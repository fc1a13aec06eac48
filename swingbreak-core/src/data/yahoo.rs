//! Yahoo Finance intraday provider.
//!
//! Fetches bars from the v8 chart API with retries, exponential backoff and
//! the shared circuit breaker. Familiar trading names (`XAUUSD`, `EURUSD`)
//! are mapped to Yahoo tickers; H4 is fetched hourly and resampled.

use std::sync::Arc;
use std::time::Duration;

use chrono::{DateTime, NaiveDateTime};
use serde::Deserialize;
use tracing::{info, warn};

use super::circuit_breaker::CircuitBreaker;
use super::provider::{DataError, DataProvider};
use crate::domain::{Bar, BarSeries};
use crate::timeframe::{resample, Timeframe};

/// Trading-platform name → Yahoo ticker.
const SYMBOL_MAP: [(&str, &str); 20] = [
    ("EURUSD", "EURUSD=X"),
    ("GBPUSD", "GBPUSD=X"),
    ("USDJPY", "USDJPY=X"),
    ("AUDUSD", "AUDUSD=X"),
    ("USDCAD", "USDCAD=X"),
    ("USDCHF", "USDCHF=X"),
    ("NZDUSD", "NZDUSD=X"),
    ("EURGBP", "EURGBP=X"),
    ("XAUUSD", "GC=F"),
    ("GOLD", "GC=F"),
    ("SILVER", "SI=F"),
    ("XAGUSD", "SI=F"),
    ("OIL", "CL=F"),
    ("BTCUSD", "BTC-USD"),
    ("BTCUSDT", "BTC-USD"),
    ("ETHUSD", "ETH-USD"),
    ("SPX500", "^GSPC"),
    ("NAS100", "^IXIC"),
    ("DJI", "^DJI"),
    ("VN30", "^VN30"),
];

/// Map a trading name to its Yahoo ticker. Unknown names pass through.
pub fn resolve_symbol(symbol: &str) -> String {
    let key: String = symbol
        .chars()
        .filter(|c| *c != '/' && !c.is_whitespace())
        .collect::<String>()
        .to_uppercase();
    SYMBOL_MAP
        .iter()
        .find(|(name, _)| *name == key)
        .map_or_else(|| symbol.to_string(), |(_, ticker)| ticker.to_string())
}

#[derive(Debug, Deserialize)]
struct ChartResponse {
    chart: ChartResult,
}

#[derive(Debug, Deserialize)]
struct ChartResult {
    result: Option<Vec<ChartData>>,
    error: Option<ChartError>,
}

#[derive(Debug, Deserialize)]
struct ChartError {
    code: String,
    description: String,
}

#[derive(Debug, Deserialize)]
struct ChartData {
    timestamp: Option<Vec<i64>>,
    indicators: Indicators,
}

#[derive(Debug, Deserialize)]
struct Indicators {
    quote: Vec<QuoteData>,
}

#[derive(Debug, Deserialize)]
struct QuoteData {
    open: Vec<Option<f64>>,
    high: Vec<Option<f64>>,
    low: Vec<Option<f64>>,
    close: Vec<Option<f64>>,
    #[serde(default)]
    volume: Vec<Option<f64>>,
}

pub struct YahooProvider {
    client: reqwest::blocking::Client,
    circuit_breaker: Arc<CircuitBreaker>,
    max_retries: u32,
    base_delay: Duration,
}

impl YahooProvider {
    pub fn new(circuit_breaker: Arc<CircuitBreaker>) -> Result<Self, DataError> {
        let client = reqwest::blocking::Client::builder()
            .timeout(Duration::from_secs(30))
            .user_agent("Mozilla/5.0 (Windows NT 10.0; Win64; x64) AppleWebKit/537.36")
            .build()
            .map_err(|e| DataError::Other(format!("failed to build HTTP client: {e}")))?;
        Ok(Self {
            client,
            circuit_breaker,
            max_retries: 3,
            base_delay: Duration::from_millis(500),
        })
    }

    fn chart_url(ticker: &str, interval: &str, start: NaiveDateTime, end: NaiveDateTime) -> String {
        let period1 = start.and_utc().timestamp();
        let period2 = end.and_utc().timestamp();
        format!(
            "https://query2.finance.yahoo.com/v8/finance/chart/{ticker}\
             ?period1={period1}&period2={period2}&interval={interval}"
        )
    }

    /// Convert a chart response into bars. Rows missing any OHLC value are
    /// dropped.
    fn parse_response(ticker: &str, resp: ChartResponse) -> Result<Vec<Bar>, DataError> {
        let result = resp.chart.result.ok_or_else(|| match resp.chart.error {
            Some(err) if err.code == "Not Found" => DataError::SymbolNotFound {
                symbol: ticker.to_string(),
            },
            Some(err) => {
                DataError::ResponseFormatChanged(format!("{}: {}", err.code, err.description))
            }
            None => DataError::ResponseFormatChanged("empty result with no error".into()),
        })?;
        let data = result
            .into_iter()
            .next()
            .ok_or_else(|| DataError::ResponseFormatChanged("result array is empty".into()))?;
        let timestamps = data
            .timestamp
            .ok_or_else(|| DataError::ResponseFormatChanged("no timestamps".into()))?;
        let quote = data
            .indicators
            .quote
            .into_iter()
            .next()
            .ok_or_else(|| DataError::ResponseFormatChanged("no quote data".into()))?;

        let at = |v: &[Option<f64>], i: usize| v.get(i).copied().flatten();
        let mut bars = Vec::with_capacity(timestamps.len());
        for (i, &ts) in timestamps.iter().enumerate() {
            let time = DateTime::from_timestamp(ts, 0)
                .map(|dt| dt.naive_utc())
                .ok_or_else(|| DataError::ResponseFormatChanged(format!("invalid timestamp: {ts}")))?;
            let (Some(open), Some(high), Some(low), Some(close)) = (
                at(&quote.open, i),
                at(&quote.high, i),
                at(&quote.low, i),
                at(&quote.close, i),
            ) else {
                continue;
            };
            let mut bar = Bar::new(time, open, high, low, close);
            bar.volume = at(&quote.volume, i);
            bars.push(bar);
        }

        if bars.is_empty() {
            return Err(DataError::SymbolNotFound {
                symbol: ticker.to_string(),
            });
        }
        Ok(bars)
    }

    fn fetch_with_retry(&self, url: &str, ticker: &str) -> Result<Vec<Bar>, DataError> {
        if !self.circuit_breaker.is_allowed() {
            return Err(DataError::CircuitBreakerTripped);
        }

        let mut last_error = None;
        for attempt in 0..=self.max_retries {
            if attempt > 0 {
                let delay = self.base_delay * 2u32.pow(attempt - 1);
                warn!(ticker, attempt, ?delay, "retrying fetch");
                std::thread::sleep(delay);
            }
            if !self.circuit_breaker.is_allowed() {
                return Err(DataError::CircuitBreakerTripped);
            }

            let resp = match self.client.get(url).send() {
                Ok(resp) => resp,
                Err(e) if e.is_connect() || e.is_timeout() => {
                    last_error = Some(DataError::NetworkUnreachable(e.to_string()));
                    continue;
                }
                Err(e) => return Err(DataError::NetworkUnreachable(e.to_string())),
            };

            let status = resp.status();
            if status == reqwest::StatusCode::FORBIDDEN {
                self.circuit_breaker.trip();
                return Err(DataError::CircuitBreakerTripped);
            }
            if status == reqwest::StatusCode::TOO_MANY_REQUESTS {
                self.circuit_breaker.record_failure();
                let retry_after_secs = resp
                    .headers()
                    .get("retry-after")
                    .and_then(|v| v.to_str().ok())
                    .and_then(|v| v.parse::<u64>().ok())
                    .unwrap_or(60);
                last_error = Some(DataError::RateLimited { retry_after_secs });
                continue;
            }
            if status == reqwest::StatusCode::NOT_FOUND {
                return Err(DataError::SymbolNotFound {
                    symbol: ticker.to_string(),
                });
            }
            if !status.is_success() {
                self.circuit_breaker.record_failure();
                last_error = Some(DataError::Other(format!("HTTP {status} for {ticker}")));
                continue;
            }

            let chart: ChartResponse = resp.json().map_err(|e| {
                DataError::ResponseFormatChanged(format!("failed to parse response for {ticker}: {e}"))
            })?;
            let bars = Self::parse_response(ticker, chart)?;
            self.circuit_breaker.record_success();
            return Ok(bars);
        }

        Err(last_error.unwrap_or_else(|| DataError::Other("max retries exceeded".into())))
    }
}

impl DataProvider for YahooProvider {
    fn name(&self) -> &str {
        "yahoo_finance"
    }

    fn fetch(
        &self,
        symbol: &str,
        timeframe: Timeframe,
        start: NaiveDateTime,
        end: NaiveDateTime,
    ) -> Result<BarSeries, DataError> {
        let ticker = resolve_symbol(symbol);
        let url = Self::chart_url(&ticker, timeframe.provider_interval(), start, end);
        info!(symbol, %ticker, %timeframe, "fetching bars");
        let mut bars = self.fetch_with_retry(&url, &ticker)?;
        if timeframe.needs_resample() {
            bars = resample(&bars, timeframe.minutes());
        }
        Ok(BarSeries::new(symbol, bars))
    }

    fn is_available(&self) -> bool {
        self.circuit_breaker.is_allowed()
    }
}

#### [PROBLEM STATEMENT]
In the records, how many lines have the word "BarSeries" in them? Only the number is needed.

#### [WORKED SOLUTION]
3